# List of the best cook books.



## liocol

So, I was going through the foxnews.com recently and I happened to find an article on the best cook books of all time. Here's a few of them, I thought would be nice to share here.

*1. Baking: From My Home to Yours, Dorie Greenspan*

If you are a lover of "Baking With Julia", then you should be familiar with this book too. If not, then it's something you should go through. Seems like it has the best baking stuffs coming from the experts.

*2. The New York Times Cookbook, Craig Claiborne*

These recipes are a reflection of Craig Claiborne's work at the New York Times. The recipes here are a combination from various sources, but sure are tested.

*3. The Art of Simple Food, Alice Waters*

This is completely based on best-in- season ingredients. It has more than 200 recipes and I just can't wait to get my hands on one of it's editions.

*4. Joy of Cooking, Irma S. Rombauer*

This is one book that I got personally interested in. I'm a lover of home cooking and this book has a collection of all such recipes. Hence, I'm really looking forward to read this one.

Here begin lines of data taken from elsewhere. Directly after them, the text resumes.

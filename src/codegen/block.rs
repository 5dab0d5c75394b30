//! Statement blocks.
//!
//! A block groups statements that are scanned together: same iteration
//! domain, same scattering up to a constant. Blocks live in a per-program
//! [`BlockArena`] and are addressed by [`BlockId`]; loop leaves hold ids, and
//! the arena keeps the reference counts.

use log::debug;
use serde::{Serialize, Deserialize};
use std::fmt;

use crate::polyhedral::Value;
use crate::utils::errors::{PolyError, PolyResult};

/// A statement of the input program, identified by its 1-based number.
#[derive(Debug, Clone, Copy, PartialEq, Eq, Hash, PartialOrd, Ord, Serialize, Deserialize)]
pub struct Statement {
    /// Position in the input, starting at 1
    pub number: usize,
}

impl Statement {
    /// Statement `number`.
    pub fn new(number: usize) -> Self {
        Self { number }
    }
}

impl fmt::Display for Statement {
    fn fmt(&self, f: &mut fmt::Formatter<'_>) -> fmt::Result {
        write!(f, "S{}", self.number)
    }
}

/// Handle to a block in a [`BlockArena`].
#[derive(Debug, Clone, Copy, PartialEq, Eq, Hash, PartialOrd, Ord, Serialize, Deserialize)]
pub struct BlockId(usize);

impl BlockId {
    /// Arena index.
    pub fn index(self) -> usize {
        self.0
    }
}

/// A group of statements sharing a domain and a scattering.
#[derive(Debug, Clone, PartialEq, Eq, Serialize, Deserialize)]
pub struct Block {
    statements: Vec<Statement>,
    depth: usize,
    scalars: Vec<Value>,
    references: usize,
}

impl Block {
    /// The statements, in execution order.
    pub fn statements(&self) -> &[Statement] {
        &self.statements
    }

    /// Number of original loop dimensions around the statements.
    pub fn depth(&self) -> usize {
        self.depth
    }

    /// Values of the scalar scattering dimensions.
    pub fn scalars(&self) -> &[Value] {
        &self.scalars
    }

    /// Current reference count.
    pub fn references(&self) -> usize {
        self.references
    }

    /// True when the block holds no statement.
    pub fn is_empty(&self) -> bool {
        self.statements.is_empty()
    }
}

/// Owner of every block of a program.
#[derive(Debug, Clone, Default, PartialEq, Eq, Serialize, Deserialize)]
pub struct BlockArena {
    blocks: Vec<Block>,
}

impl BlockArena {
    /// An empty arena.
    pub fn new() -> Self {
        Self::default()
    }

    /// Add a block with one reference.
    pub fn alloc(&mut self, statements: Vec<Statement>, depth: usize) -> BlockId {
        self.blocks.push(Block { statements, depth, scalars: Vec::new(), references: 1 });
        BlockId(self.blocks.len() - 1)
    }

    /// Access a block.
    pub fn get(&self, id: BlockId) -> &Block {
        &self.blocks[id.0]
    }

    /// Record the scalar dimension values of a block.
    pub fn set_scalars(&mut self, id: BlockId, scalars: Vec<Value>) {
        self.blocks[id.0].scalars = scalars;
    }

    /// One more handle to the same block.
    pub fn share(&mut self, id: BlockId) -> BlockId {
        self.blocks[id.0].references += 1;
        id
    }

    /// Drop a handle. The statements go away with the last one.
    pub fn release(&mut self, id: BlockId) {
        let block = &mut self.blocks[id.0];
        block.references = block.references.saturating_sub(1);
        if block.references == 0 {
            block.statements.clear();
            block.scalars.clear();
        }
    }

    /// Blocks still referenced.
    pub fn live_count(&self) -> usize {
        self.blocks.iter().filter(|b| b.references > 0).count()
    }

    /// Every block, live or not.
    pub fn iter(&self) -> impl Iterator<Item = (BlockId, &Block)> {
        self.blocks.iter().enumerate().map(|(i, b)| (BlockId(i), b))
    }

    /// Merge two blocks of equal depth whose scalar values agree on their
    /// common prefix. The statements of the block with fewer scalar values
    /// (`b` on a tie) are appended to the other one, which is returned; the
    /// emptied block keeps its reference count.
    pub fn merge(&mut self, a: BlockId, b: BlockId) -> PolyResult<BlockId> {
        if a == b {
            return Err(PolyError::BlockMismatch { reason: format!("block {} merged with itself", a.0) });
        }
        let (ba, bb) = (&self.blocks[a.0], &self.blocks[b.0]);
        if ba.depth != bb.depth && !ba.is_empty() && !bb.is_empty() {
            return Err(PolyError::BlockMismatch {
                reason: format!("depth {} differs from depth {}", ba.depth, bb.depth),
            });
        }
        let common = ba.scalars.len().min(bb.scalars.len());
        if ba.scalars[..common] != bb.scalars[..common] {
            return Err(PolyError::BlockMismatch {
                reason: "scalar dimension values differ".to_string(),
            });
        }
        let (into, from) = if bb.scalars.len() > ba.scalars.len() { (b, a) } else { (a, b) };
        let from_depth = self.blocks[from.0].depth;
        let moved = std::mem::take(&mut self.blocks[from.0].statements);
        debug!("merging {} statement(s) of block {} into block {}", moved.len(), from.0, into.0);
        let target = &mut self.blocks[into.0];
        if target.statements.is_empty() {
            target.depth = from_depth;
        }
        target.statements.extend(moved);
        Ok(into)
    }
}

#[cfg(test)]
mod tests {
    use super::*;
    use crate::polyhedral::value::int;

    fn statements(arena: &BlockArena, id: BlockId) -> Vec<usize> {
        arena.get(id).statements().iter().map(|s| s.number).collect()
    }

    #[test]
    fn test_merge_appends_statements() {
        let mut arena = BlockArena::new();
        let a = arena.alloc(vec![Statement::new(1)], 2);
        let b = arena.alloc(vec![Statement::new(2), Statement::new(3)], 2);
        let into = arena.merge(a, b).unwrap();
        assert_eq!(into, a);
        assert_eq!(statements(&arena, a), vec![1, 2, 3]);
        assert!(arena.get(b).is_empty());
        assert_eq!(arena.get(b).references(), 1);
    }

    #[test]
    fn test_merge_into_longer_scalar_array() {
        let mut arena = BlockArena::new();
        let a = arena.alloc(vec![Statement::new(1)], 1);
        let b = arena.alloc(vec![Statement::new(2)], 1);
        arena.set_scalars(a, vec![int(0)]);
        arena.set_scalars(b, vec![int(0), int(4)]);
        assert_eq!(arena.merge(a, b).unwrap(), b);
        assert_eq!(statements(&arena, b), vec![2, 1]);
    }

    #[test]
    fn test_merge_mismatch() {
        let mut arena = BlockArena::new();
        let a = arena.alloc(vec![Statement::new(1)], 1);
        let b = arena.alloc(vec![Statement::new(2)], 2);
        assert!(matches!(arena.merge(a, b), Err(PolyError::BlockMismatch { .. })));
        let c = arena.alloc(vec![Statement::new(3)], 1);
        arena.set_scalars(a, vec![int(1)]);
        arena.set_scalars(c, vec![int(2)]);
        assert!(matches!(arena.merge(a, c), Err(PolyError::BlockMismatch { .. })));
    }

    #[test]
    fn test_merge_with_empty_block_is_identity() {
        let mut arena = BlockArena::new();
        let a = arena.alloc(vec![Statement::new(1), Statement::new(2)], 1);
        let empty = arena.alloc(Vec::new(), 1);
        arena.merge(a, empty).unwrap();
        assert_eq!(statements(&arena, a), vec![1, 2]);
    }

    #[test]
    fn test_share_and_release() {
        let mut arena = BlockArena::new();
        let a = arena.alloc(vec![Statement::new(1)], 0);
        let again = arena.share(a);
        assert_eq!(again, a);
        assert_eq!(arena.get(a).references(), 2);
        arena.release(a);
        assert_eq!(arena.live_count(), 1);
        arena.release(again);
        assert_eq!(arena.live_count(), 0);
        assert!(arena.get(a).is_empty());
    }
}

*5. Marcella's Italian, Kitchen Marcella Hazan*

Marcella Hazan, is known to be the godmother of Italian cooking. So, if you're a lover of Italian food and you wanna try your luck on some, then this is the cook book you need to refer.

There are many more of such awesome books. Just plotted down a few I liked. Please do share any of your personal favorite cook books here. Would love to get a good list of all the best cook books.


----------



## chefwriter

That's a tough call. "of all time."  

I"d have to include Jacques Pepins Complete Techniques.

Michael Ruhlmans' Ratios.

Sauces by James Peterson.

Charles Ranofers' Epicurean, Larousse Gastronomique and Escoffier are more encyclopedic than straight cookbook.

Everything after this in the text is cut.